As long as you have cable ties, you can pretty much mount a fan anywhere to get the air moving. For example, I fitted this one in 5 minutes to get more air over my RAM and to my CPU cooler.


----------



## tenaciousd5243 (Sep 4, 2008)

i think i'm just going to get a new case .my PC has a micro-atx mobo ,do you think this case :http://www.nivo.co.za/#product/11535 will be able to handle it ?


----------



## stressfreesoul (Mar 17, 2008)

Yes. Thermaltake are renound for thier excellent cooling. You should see a substantial drop in temps and overall fan noise with that case. Shop around too, you may get it cheaper.


----------



## i_am_pumpkin_ma (Aug 22, 2008)

Stressfreesoul: That is an epic way of cooling your ram, I think tomorrow I am going to have to hook up a fan the same way. 

Great idea!:grin:


----------



## stressfreesoul (Mar 17, 2008)

I found out after buying it, that it was too small for any of my usual 120mm holes, and looked ugly on the inside of a case window, and it was meant for a CPU cooler anyway.
So I used it as best I could. 130mm too. I think I worked it out as an extra 2 celsius off my CPU temps. DIMM slot temps arer probably down too.


----------



## tenaciousd5243 (Sep 4, 2008)

stressfreesoul said:


> I found out after buying it, that it was too small for any of my usual 120mm holes, and looked ugly on the inside of a case window, and it was meant for a CPU cooler anyway.
> So I used it as best I could. 130mm too. I think I worked it out as an extra 2 celsius off my CPU temps. DIMM slot temps arer probably down too.


My GPU temp is 60 degrees Celsius at idle  do you think that is problematic ? I think I'm probably just going to end up getting a new case anyway so i mite as well void my warranty now to avoid frying my PC ? What do you think?


----------



## magnethead (Mar 18, 2006)

on GPU 60C is fine. on CPU, 60 way higher than you want.


----------



## tenaciousd5243 (Sep 4, 2008)

magnethead said:


> on GPU 60C is fine. on CPU, 60 way higher than you want.


haha yeah but its only a 8500GT and it's 60 at IDLE...lol


----------



## magnethead (Mar 18, 2006)

tenaciousd5243 said:


> haha yeah but its only a 8500GT and it's 60 at IDLE...lol


still fine, but 55 would be about average. As long as you're under 65-70 idle and 80 under full load, you're fine.


----------



## tenaciousd5243 (Sep 4, 2008)

magnethead said:


> still fine, but 55 would be about average. As long as you're under 65-70 idle and 80 under full load, you're fine.
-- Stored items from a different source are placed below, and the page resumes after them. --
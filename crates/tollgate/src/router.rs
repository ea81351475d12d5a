//! Header-driven route selection with weighted backend choice.

use std::collections::HashMap;
use std::sync::Mutex;
use std::time::{SystemTime, UNIX_EPOCH};

use common::configuration::{Backend, RouteRule};
use rand::rngs::StdRng;
use rand::{Rng, SeedableRng};
use thiserror::Error;

#[derive(Error, Debug, PartialEq, Eq)]
pub enum RouterError {
    #[error("no matching rule found")]
    NoMatchingRule,
}

/// Rule matcher shared by every stream holding the owning snapshot.
///
/// The RNG backs weighted backend selection only; it is non-cryptographic,
/// seeded from the wall clock at construction, and guarded by a mutex so
/// concurrent streams can draw from it.
pub struct Router {
    rules: Vec<RouteRule>,
    rng: Mutex<StdRng>,
}

impl Router {
    pub fn new(rules: Vec<RouteRule>) -> Self {
        let seed = SystemTime::now()
            .duration_since(UNIX_EPOCH)
            .unwrap_or_default()
            .as_nanos() as u64;
        Self {
            rules,
            rng: Mutex::new(StdRng::seed_from_u64(seed)),
        }
    }

    /// Select a backend for the request headers.
    ///
    /// Rules are evaluated in declared order; within a rule the header
    /// predicates are OR-combined with exact value matching. The first
    /// matching rule wins.
    pub fn calculate(&self, headers: &HashMap<String, String>) -> Result<&Backend, RouterError> {
        let rule = self
            .rules
            .iter()
            .find(|rule| {
                rule.headers.iter().any(|predicate| {
                    headers
                        .get(&predicate.name.to_ascii_lowercase())
                        .map(|value| *value == predicate.value)
                        .unwrap_or(false)
                })
            })
            .ok_or(RouterError::NoMatchingRule)?;
        Ok(self.select_backend(rule))
    }

    fn select_backend<'a>(&self, rule: &'a RouteRule) -> &'a Backend {
        let total_weight: u64 = rule.backends.iter().map(|b| u64::from(b.weight)).sum();
        if total_weight == 0 {
            return &rule.backends[0];
        }
        let mut drawn = {
            let mut rng = self.rng.lock().unwrap_or_else(|e| e.into_inner());
            rng.gen_range(0..total_weight)
        };
        for backend in &rule.backends {
            let weight = u64::from(backend.weight);
            if drawn < weight {
                return backend;
            }
            drawn -= weight;
        }
        &rule.backends[0]
    }
}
yes I guess it is fine for the moment but when i get that 8800GT then it's definitely going to overheat.

what do you think of the Gigabyte Aurora 570 ?

http://www.comx-computers.co.za/computer-store-specifications.php?products=4246


----------



## stressfreesoul (Mar 17, 2008)

By, thats a very butch, robotesque case! Looks good though. Aluminium, window, good airflow design. Would make a change from the Antec/Thermaltake majority we usually see.


----------